- Exercise aim
Across all of the records below, determine the number of lines containing the string "FromRawFd"; reply with that number only.

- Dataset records
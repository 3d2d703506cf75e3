use std::fs::File;
use std::io::{self, Read, Seek, SeekFrom, Write};
use std::os::unix::fs::FileExt;
use std::os::unix::io::{AsRawFd, FromRawFd, IntoRawFd, RawFd};

/// An owned fd wrapped as a `File` so read/write/seek and positional I/O are
/// free. Used for plain files backing a `FileRange` writeable and for
/// anything else in the core that owns a raw fd without a `std::net` type
/// for it (eventfd, accepted sockets before they're handed to `Connection`).
#[derive(Debug)]
pub struct FileDesc(File);

impl FileDesc {
    pub unsafe fn new(fd: RawFd) -> Self {
        FileDesc(File::from_raw_fd(fd))
    }

    pub fn try_clone(&self) -> io::Result<FileDesc> {
        Ok(FileDesc(self.0.try_clone()?))
    }

    pub fn len(&self) -> io::Result<u64> {
        Ok(self.0.metadata()?.len())
    }

    /// Read up to `len` bytes starting at `offset` without touching the
    /// file's seek cursor; used by `Writeable::FileRange` so concurrent
    /// reads of overlapping ranges on a shared `Arc<FileDesc>` don't race.
    pub fn read_range(&self, buf: &mut [u8], offset: u64) -> io::Result<usize> {
        self.0.read_at(buf, offset)
    }
}

impl FromRawFd for FileDesc {
    unsafe fn from_raw_fd(fd: RawFd) -> Self {
        FileDesc(File::from_raw_fd(fd))
    }
}

impl AsRawFd for FileDesc {
    fn as_raw_fd(&self) -> RawFd {
        self.0.as_raw_fd()
    }
}

impl IntoRawFd for FileDesc {
    fn into_raw_fd(self) -> RawFd {
        self.0.into_raw_fd()
    }
}

impl Read for FileDesc {
    fn read(&mut self, buf: &mut [u8]) -> io::Result<usize> {
        self.0.read(buf)
    }
}

impl Read for &FileDesc {
    fn read(&mut self, buf: &mut [u8]) -> io::Result<usize> {
        (&self.0).read(buf)
    }
}

impl Write for FileDesc {
    fn write(&mut self, buf: &[u8]) -> io::Result<usize> {
        self.0.write(buf)
    }

    fn flush(&mut self) -> io::Result<()> {
        Ok(())
    }
}

impl Write for &FileDesc {
    fn write(&mut self, buf: &[u8]) -> io::Result<usize> {
        (&self.0).write(buf)
    }

    fn flush(&mut self) -> io::Result<()> {
        Ok(())
    }
}

impl Seek for FileDesc {
    fn seek(&mut self, pos: SeekFrom) -> io::Result<u64> {
        self.0.seek(pos)
    }
}

impl Seek for &FileDesc {
    fn seek(&mut self, pos: SeekFrom) -> io::Result<u64> {
        (&self.0).seek(pos)
    }
}

impl FileExt for FileDesc {
    fn read_at(&self, buf: &mut [u8], offset: u64) -> io::Result<usize> {
        self.0.read_at(buf, offset)
    }

    fn write_at(&self, buf: &[u8], offset: u64) -> io::Result<usize> {
        self.0.write_at(buf, offset)
    }
}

- Task answer
2